In 1927 this part of Bedfordshire was valued under the terms of the Rating Valuation Act 1925; every piece of land and property was inspected to determine the rates to be paid on it. The valuer visiting Woodfield noted [DV1/C/239] that it was owned by Miss M.A.Key but was vacant. The valuer described it as standing in just over half an acre, he also noted: "Been empty for some time. Whole place very damp inside". The building itself consisted of four reception rooms, a kitchen, scullery and wc downstairs, with a cellar below; on the first floor were six bedrooms, a dressing room, a bathroom and wc. Outside were a brick, timber and tile coach house with a loft over, stable and "sundry sheds".

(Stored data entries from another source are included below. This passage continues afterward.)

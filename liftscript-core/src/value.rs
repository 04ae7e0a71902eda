//! Runtime values in LiftScript
//!
//! Values are numbers, weights, booleans, text (string literals passed
//! to functions) and undefined. Each operator is defined per pair of
//! tags; every other pairing is a type error.

use crate::{ScriptError, Unit, Weight};
use serde::{Deserialize, Serialize};

/// Runtime value
#[derive(Debug, Clone, PartialEq, Serialize, Deserialize)]
#[serde(tag = "type", content = "value")]
pub enum Value {
    Number(f64),
    Weight(Weight),
    Bool(bool),
    Text(String),
    Undefined,
}

/// Arithmetic operators understood by the value model
#[derive(Debug, Clone, Copy, PartialEq, Eq, Serialize, Deserialize)]
pub enum ArithOp {
    Add,
    Sub,
    Mul,
    Div,
    Rem,
}

impl ArithOp {
    pub fn symbol(&self) -> &'static str {
        match self {
            ArithOp::Add => "+",
            ArithOp::Sub => "-",
            ArithOp::Mul => "*",
            ArithOp::Div => "/",
            ArithOp::Rem => "%",
        }
    }

    fn apply(self, l: f64, r: f64) -> Result<f64, ScriptError> {
        match self {
            ArithOp::Add => Ok(l + r),
            ArithOp::Sub => Ok(l - r),
            ArithOp::Mul => Ok(l * r),
            ArithOp::Div | ArithOp::Rem if r == 0.0 => Err(ScriptError::div_zero()),
            ArithOp::Div => Ok(l / r),
            ArithOp::Rem => Ok(l % r),
        }
    }
}

/// Comparison operators understood by the value model
#[derive(Debug, Clone, Copy, PartialEq, Eq, Serialize, Deserialize)]
pub enum CmpOp {
    Eq,
    Ne,
    Lt,
    Le,
    Gt,
    Ge,
}

impl CmpOp {
    pub fn symbol(&self) -> &'static str {
        match self {
            CmpOp::Eq => "==",
            CmpOp::Ne => "!=",
            CmpOp::Lt => "<",
            CmpOp::Le => "<=",
            CmpOp::Gt => ">",
            CmpOp::Ge => ">=",
        }
    }

    pub fn is_equality(&self) -> bool {
        matches!(self, CmpOp::Eq | CmpOp::Ne)
    }

    fn ordered(self, l: f64, r: f64) -> bool {
        match self {
            CmpOp::Eq => l == r,
            CmpOp::Ne => l != r,
            CmpOp::Lt => l < r,
            CmpOp::Le => l <= r,
            CmpOp::Gt => l > r,
            CmpOp::Ge => l >= r,
        }
    }
}

impl Value {
    // ========== Safe Accessors (never panic) ==========

    pub fn as_number(&self) -> Option<f64> {
        match self {
            Value::Number(n) => Some(*n),
            _ => None,
        }
    }

    pub fn as_weight(&self) -> Option<Weight> {
        match self {
            Value::Weight(w) => Some(*w),
            _ => None,
        }
    }

    pub fn as_bool(&self) -> Option<bool> {
        match self {
            Value::Bool(b) => Some(*b),
            _ => None,
        }
    }

    pub fn as_text(&self) -> Option<&str> {
        match self {
            Value::Text(s) => Some(s),
            _ => None,
        }
    }

    pub fn is_undefined(&self) -> bool {
        matches!(self, Value::Undefined)
    }

    /// Type name for error messages
    pub fn type_name(&self) -> &'static str {
        match self {
            Value::Number(_) => "Number",
            Value::Weight(_) => "Weight",
            Value::Bool(_) => "Bool",
            Value::Text(_) => "Text",
            Value::Undefined => "Undefined",
        }
    }

    // ========== Coercion ==========

    /// Truthiness used by `&&`, `||`, `!` and conditions
    pub fn truthy(&self) -> bool {
        match self {
            Value::Number(n) => *n != 0.0,
            Value::Weight(w) => !w.is_zero(),
            Value::Bool(b) => *b,
            Value::Text(s) => !s.is_empty(),
            Value::Undefined => false,
        }
    }

    // ========== Operators ==========

    pub fn arith(&self, op: ArithOp, rhs: &Value) -> Result<Value, ScriptError> {
        match (self, rhs) {
            (Value::Number(l), Value::Number(r)) => op.apply(*l, *r).map(Value::Number),
            (Value::Weight(l), Value::Number(r)) => {
                let value = op.apply(l.value, *r)?;
                Ok(Value::Weight(Weight::new(value, l.unit)))
            }
            (Value::Number(l), Value::Weight(r)) => match op {
                ArithOp::Add | ArithOp::Sub | ArithOp::Mul => {
                    let value = op.apply(*l, r.value)?;
                    Ok(Value::Weight(Weight::new(value, r.unit)))
                }
                ArithOp::Div | ArithOp::Rem => Err(ScriptError::invalid_operation(
                    "Invalid operation between number and weight",
                )),
            },
            (Value::Weight(l), Value::Weight(r)) => match op {
                ArithOp::Add | ArithOp::Sub => {
                    let r = r.convert_to(l.unit);
                    let value = op.apply(l.value, r.value)?;
                    Ok(Value::Weight(Weight::new(value, l.unit)))
                }
                ArithOp::Mul | ArithOp::Div | ArithOp::Rem => Err(
                    ScriptError::invalid_operation("Invalid operation between weights"),
                ),
            },
            (l, r) => Err(ScriptError::invalid_operation(format!(
                "Cannot apply '{}' to {} and {}",
                op.symbol(),
                l.type_name(),
                r.type_name()
            ))),
        }
    }

    pub fn compare(&self, op: CmpOp, rhs: &Value) -> Result<bool, ScriptError> {
        match (self, rhs) {
            (Value::Number(l), Value::Number(r)) => Ok(op.ordered(*l, *r)),
            (Value::Weight(l), Value::Weight(r)) => {
                let r = r.convert_to(l.unit);
                match op {
                    CmpOp::Eq => Ok(l.approx_eq(&r)),
                    CmpOp::Ne => Ok(!l.approx_eq(&r)),
                    _ => Ok(op.ordered(l.value, r.value)),
                }
            }
            (Value::Bool(l), Value::Bool(r)) if op.is_equality() => {
                Ok((l == r) == (op == CmpOp::Eq))
            }
            (Value::Text(l), Value::Text(r)) if op.is_equality() => {
                Ok((l == r) == (op == CmpOp::Eq))
            }
            (Value::Undefined, other) | (other, Value::Undefined) if op.is_equality() => {
                Ok(other.is_undefined() == (op == CmpOp::Eq))
            }
            (l, r) => Err(ScriptError::invalid_operation(format!(
                "Cannot compare {} and {} with '{}'",
                l.type_name(),
                r.type_name(),
                op.symbol()
            ))),
        }
    }

    pub fn negate(&self) -> Result<Value, ScriptError> {
        match self {
            Value::Number(n) => Ok(Value::Number(-n)),
            Value::Weight(w) => Ok(Value::Weight(w.map(|v| -v))),
            other => Err(ScriptError::type_error("Number or Weight", other.type_name())),
        }
    }

    /// Treat a bare number as a weight in `unit`
    pub fn into_weight(self, unit: Unit) -> Result<Value, ScriptError> {
        match self {
            Value::Number(n) => Ok(Value::Weight(Weight::new(n, unit))),
            Value::Weight(w) => Ok(Value::Weight(w)),
            Value::Undefined => Ok(Value::Undefined),
            other => Err(ScriptError::type_error("Weight", other.type_name())),
        }
    }
}

impl std::fmt::Display for Value {
    fn fmt(&self, f: &mut std::fmt::Formatter<'_>) -> std::fmt::Result {
        match self {
            Value::Number(n) => f.write_str(&crate::unit::format_magnitude(*n)),
            Value::Weight(w) => write!(f, "{}", w),
            Value::Bool(b) => write!(f, "{}", b),
            Value::Text(s) => write!(f, "{}", s),
            Value::Undefined => f.write_str("undefined"),
        }
    }
}

// ========== Conversions ==========

impl From<f64> for Value {
    fn from(n: f64) -> Self {
        Value::Number(n)
    }
}

impl From<i64> for Value {
    fn from(n: i64) -> Self {
        Value::Number(n as f64)
    }
}

impl From<i32> for Value {
    fn from(n: i32) -> Self {
        Value::Number(n as f64)
    }
}

impl From<usize> for Value {
    fn from(n: usize) -> Self {
        Value::Number(n as f64)
    }
}

impl From<Weight> for Value {
    fn from(w: Weight) -> Self {
        Value::Weight(w)
    }
}

impl From<bool> for Value {
    fn from(b: bool) -> Self {
        Value::Bool(b)
    }
}

impl From<&str> for Value {
    fn from(s: &str) -> Self {
        Value::Text(s.to_string())
    }
}

impl From<String> for Value {
    fn from(s: String) -> Self {
        Value::Text(s)
    }
}

impl<T: Into<Value>> From<Option<T>> for Value {
    fn from(v: Option<T>) -> Self {
        v.map(Into::into).unwrap_or(Value::Undefined)
    }
}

It is the phrase "been empty for some time" which is key (pun intended) to the story. By the late 1940s the owner was Blayney Key, who lived at Eel Pie Island, Twickenham [Middlesex]. In 1947 he appealed against the value put on the property in 1927. This was because the property could not, in fact, be let, since it was haunted. In the early 18th century Dick Turpin, the notorious highwayman, Key asserted, was wont to frequent Aspley Woods as a hide-out and the hooves of his horse still echoed down Weathercock Lane on dark nights when a low mist was in the air. Turpin knew the family living at Woodfield, most particularly the daughter of the house. She had a lover and the father, outraged at the character of the youth shut them both up in a cupboard, causing their death. This gave Turpin a cause to blackmail the man to give him assistance and a place to stay. He also extorted money from the old man and gave it to the poor of the parish, though such behaviour would have been somewhat out of character for amurderous footpad such as Turpin.
The ghost of this unfortunate girl, Key claimed, still haunted Woodfield, making it a thoroughly undesirable place to live. The claim for a revaluation went to a hearing at which Arthur Parker, local estate agent and historian, was able to undermine Key's tale by stating that the house had been built in the early 1820s, whereas Dick Turpin was hanged at York in 1739. A former maid claimed to have seen arms coming through the wall whilst trying to sleep, one night, but rather undermined her own evidence by stating, in answer to a question, that she had eaten cheese sandwiches for supper. Blayney Key's case collapsed.
Even so, the house has been the scene of ghost hunting activities and seances in the past, believers insisting either that the Turpin incident happened in a previous house on the site or that the murder did happen at the current house, but the part about Turpin is a fabrication (Aspley was, after all, a long way off the main roads of those days). Be that as it may, there have been no reports of hauntings since Blayney Key's ownership of the house; although the property is still locally known as "the ghost house".